Luis Manuel Ruiz. Foto: Carlos Márquez

Premio Málaga de novela. Planeta. Barcelona, 2014. 303 páginas. 19 €

El jurado que premió esta novela de Luis Manuel Ruiz (Sevilla, 1970) no debió de sentirse tan desconcertado como los jurados de hace cuarenta años por encontrarse con una novela que mezcla el relato de intriga con diversas modalidades de la literatura hardboiled. Las cosas han cambiado mucho y no es necesario recordar modelos de literatura popular, ya que el cine y numerosas series televisivas exhiben continuamente ante el espectador crímenes sangrientos, cuerpos abiertos, vísceras en primer plano y torturas inimaginables. Temblad villanos no renuncia a estas truculencias y es también, como ya se adivina en el título, procedente del Capitán Trueno, un homenaje al cómic, hasta el punto de que algunas escenas, además de ciertos diálogos, recuerdan viñetas de conocidas historietas gráficas. El cómic se impone, además, en el trazado con ribetes humorísticos de algunos personajes de contextura casi sobrehumana por distintas razones, como el misterioso Mo Pardo -experto en lenguas exóticas, en jeroglifos y en códigos cifrados, cuya actuación es decisiva en la historia- o como el hiperbólico Tomás, hijo de la inspectora Esther Béjar, que, con tan sólo cuatro años (p. 99), construye modelos moleculares, lee libros de termodinámica, biología y astronomía y habla con una erudición propia de un premio Nobel.

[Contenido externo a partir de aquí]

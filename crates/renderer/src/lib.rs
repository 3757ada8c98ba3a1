//! wgpu rendering for the lander viewer: lit meshes, additive exhaust and a flat UI overlay.

pub mod camera;
pub mod lighting;
pub mod mesh;
pub mod pipeline;
pub mod renderer;
pub mod texture;
pub mod vertex;

pub use camera::*;
pub use lighting::*;
pub use mesh::*;
pub use pipeline::*;
pub use renderer::*;
pub use texture::*;
pub use vertex::*;
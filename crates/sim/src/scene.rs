//! Lights and static objects for one frame, handed to the renderer by value.

use engine_core::{Transform, Vec3};

use crate::path::{LANDING_PAD_POSITION, LAUNCH_PAD_POSITION};

/// Maximum point lights the lit pipeline consumes.
pub const MAX_POINT_LIGHTS: usize = 4;

/// Height of a pad's deck below the vehicle's resting point.
pub const PAD_THICKNESS: f32 = 0.5;
pub const PAD_RADIUS: f32 = 4.0;
/// Terrain grid is centred on the origin and extends this far each way.
pub const TERRAIN_HALF_EXTENT: f32 = 120.0;
pub const TERRAIN_BASE_HEIGHT: f32 = -1.0;

/// Sun-like light with parallel rays.
#[derive(Debug, Clone, Copy, PartialEq)]
pub struct DirectionalLight {
    /// Direction the light travels (towards the scene), unit length.
    pub direction: Vec3,
    pub color: Vec3,
}

#[derive(Debug, Clone, Copy, PartialEq)]
pub struct PointLight {
    pub position: Vec3,
    pub color: Vec3,
    /// Distance at which the light has faded out.
    pub range: f32,
}

/// Which static mesh an object uses.
#[derive(Debug, Clone, Copy, PartialEq, Eq, Hash)]
pub enum SceneObjectKind {
    Terrain,
    LaunchPad,
    LandingPad,
}

#[derive(Debug, Clone, Copy, PartialEq)]
pub struct StaticObject {
    pub kind: SceneObjectKind,
    pub transform: Transform,
    /// Tint multiplied with the mesh's vertex colors.
    pub color: [f32; 4],
}

/// Lights mounted on the vehicle, in vehicle-local space.
const VEHICLE_LIGHTS: [(Vec3, Vec3); 3] = [
    (Vec3::new(0.9, 0.6, 0.0), Vec3::new(1.0, 0.2, 0.2)),
    (Vec3::new(-0.9, 0.6, 0.0), Vec3::new(0.2, 1.0, 0.3)),
    (Vec3::new(0.0, 4.3, 0.0), Vec3::new(0.9, 0.9, 1.0)),
];
const VEHICLE_LIGHT_RANGE: f32 = 12.0;

/// Everything the lit pass needs besides the meshes themselves.
#[derive(Debug, Clone, PartialEq)]
pub struct SceneContext {
    pub sun: DirectionalLight,
    pub ambient: Vec3,
    pub point_lights: Vec<PointLight>,
    pub objects: Vec<StaticObject>,
}

impl Default for SceneContext {
    fn default() -> Self {
        Self::new()
    }
}

impl SceneContext {
    /// Terrain plus both pads, lit by a low sun. Vehicle lights start on the launch pad.
    pub fn new() -> Self {
        let pad = |kind, at: Vec3, color| StaticObject {
            kind,
            transform: Transform::from_position(at - Vec3::Y * PAD_THICKNESS),
            color,
        };
        let mut scene = Self {
            sun: DirectionalLight {
                direction: Vec3::new(-0.4, -1.0, -0.3).normalize(),
                color: Vec3::new(1.0, 0.95, 0.85),
            },
            ambient: Vec3::splat(0.12),
            point_lights: Vec::with_capacity(VEHICLE_LIGHTS.len()),
            objects: vec![
                StaticObject {
                    kind: SceneObjectKind::Terrain,
                    transform: Transform::default(),
                    color: [1.0, 1.0, 1.0, 1.0],
                },
                pad(SceneObjectKind::LaunchPad, LAUNCH_PAD_POSITION, [1.0, 1.0, 1.0, 1.0]),
                pad(SceneObjectKind::LandingPad, LANDING_PAD_POSITION, [1.0, 0.85, 0.7, 1.0]),
            ],
        };
        scene.attach_vehicle_lights(&Transform::from_position(LAUNCH_PAD_POSITION));
        scene
    }

    /// Move the vehicle-mounted lights with the vehicle.
    pub fn attach_vehicle_lights(&mut self, vehicle: &Transform) {
        self.point_lights.clear();
        self.point_lights.extend(VEHICLE_LIGHTS.iter().map(|&(offset, color)| PointLight {
            position: vehicle.transform_point(offset),
            color,
            range: VEHICLE_LIGHT_RANGE,
        }));
    }
}

#[cfg(test)]
mod tests {
    use super::*;

    #[test]
    fn default_scene_has_terrain_and_both_pads() {
        let scene = SceneContext::new();
        let kinds: Vec<_> = scene.objects.iter().map(|o| o.kind).collect();
        assert_eq!(
            kinds,
            vec![SceneObjectKind::Terrain, SceneObjectKind::LaunchPad, SceneObjectKind::LandingPad]
        );
        assert!(scene.point_lights.len() <= MAX_POINT_LIGHTS);
        assert!((scene.sun.direction.length() - 1.0).abs() < 1e-6);
    }

    #[test]
    fn vehicle_lights_follow_vehicle() {
        let mut scene = SceneContext::new();
        let moved = Transform::from_position(Vec3::new(0.0, 30.0, 0.0));
        scene.attach_vehicle_lights(&moved);
        assert_eq!(scene.point_lights.len(), VEHICLE_LIGHTS.len());
        assert!((scene.point_lights[2].position - Vec3::new(0.0, 34.3, 0.0)).length() < 1e-5);
    }
}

Esther Béjar, trasladada a petición propia desde la jefatura de Madrid a la comisaría de Sevilla para distanciarse de un marido rechazable, se encuentra a su llegada con dos casos que desconciertan a los investigadores: el de un misterioso psicópata que corta el pie de sus víctimas y el brutal asesinato del contable de un restaurante, que pronto sugiere complejas derivaciones. Aunque se trata de delitos independientes, la inspectora acabará teniendo que enfrentarse a los dos, si bien la resolución del primero y el casual descubrimiento del culpable sea extraordinariamente convencional, mientras que el otro misterio conduce a escenas que recuerdan demasiado a episodios cinematográficos -la peripecia nocturna del cementerio, el encierro en la cámara frigorífica- y poseen, por ello, escasas posibilidades de sorprender al lector.

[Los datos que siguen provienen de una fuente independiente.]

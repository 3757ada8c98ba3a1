//! Window event handling for the viewer state.

use input::Action;
use winit::event::WindowEvent;
use winit::keyboard::PhysicalKey;

impl crate::State {
    /// Handle a window event. Returns true if the app should exit.
    pub(crate) fn handle_window_event(&mut self, event: WindowEvent) -> bool {
        match event {
            WindowEvent::CloseRequested => {
                self.running = false;
                true
            }
            WindowEvent::Resized(size) => {
                if size.width == 0 || size.height == 0 {
                    if !self.minimized {
                        log::info!("Window minimised, pausing");
                    }
                    self.minimized = true;
                } else {
                    if self.minimized {
                        log::info!("Window restored to {}x{}", size.width, size.height);
                        // Time spent minimised is neither simulated nor banked as fixed steps.
                        self.time.reset_clock();
                    }
                    self.minimized = false;
                    self.renderer.resize(size);
                    self.renderer.window.request_redraw();
                }
                false
            }
            WindowEvent::KeyboardInput { event, .. } => {
                if let PhysicalKey::Code(key) = event.physical_key {
                    self.input.process_keyboard(key, event.state);
                    if key == Action::Quit.key() && event.state.is_pressed() {
                        self.running = false;
                        return true;
                    }
                }
                false
            }
            WindowEvent::MouseInput { state, button, .. } => {
                let was_looking = self.input.is_camera_look();
                self.input.process_mouse_button(button, state);
                if was_looking != self.input.is_camera_look() {
                    self.sync_cursor_visibility();
                }
                false
            }
            WindowEvent::CursorMoved { position, .. } => {
                self.input.process_cursor_position((position.x, position.y));
                self.pointer_moved = true;
                false
            }
            WindowEvent::Focused(false) => {
                self.input.release_all();
                if self.input.is_camera_look() {
                    self.input.set_camera_look(false);
                    self.sync_cursor_visibility();
                }
                false
            }
            WindowEvent::RedrawRequested => {
                if !self.minimized {
                    let output = self.update();
                    if !self.render(&output) {
                        self.running = false;
                        return true;
                    }
                    self.renderer.window.request_redraw();
                }
                false
            }
            _ => false,
        }
    }

    fn sync_cursor_visibility(&self) {
        self.renderer.window.set_cursor_visible(!self.input.is_camera_look());
    }
}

A cambio de ello, Ruiz se ha esmerado en la forma de la narración, desarrollada en un presente continuo que incita a seguir los hechos en el momento en que suceden, como si se tratase de una crónica, y apenas hay detalle que no se consigne -tal vez la información es a veces excesiva- en lo que se refiere a lugares, ambientes, indumentaria o al esbozo de algunos personajes, como la madre de Esther o el comisario Lago. Por otra parte, el deseo de enmarcar la historia narrada en la más rigurosa actualidad ha llevado al autor a mencionar datos y hechos coetáneos que ayudaran a situarla en el tiempo. No es el mejor procedimiento cuando estos elementos consisten en la mención de programas de televisión y de personajes o personajillos que figuran en ellos. Tales asideros "reales" tienen siempre fecha de caducidad. ¿Qué valor tendrán esos pasajes dentro de 25 años? La actualidad de una historia no se plasma mediante procedimientos tan frágiles y efímeros, sino haciendo que la época proyecte sobre cada página las ideas, hábitos y creencias de una comunidad.



Por lo demás, es obligado señalar algunos lunares idiomáticos, como el uso de "detentar" por ‘poseer, utilizar' ("la persona que detenta el paraguas es metódica", p. 11), usos erróneos ("vivo encima tuya", p. 63), concordancias falsas ("funcionarios o jubilados a quien nadie espera", p. 67) o construcciones pronominales incorrectas ("cuándo se dignará de nuevo a recorrer las calles", p. 162).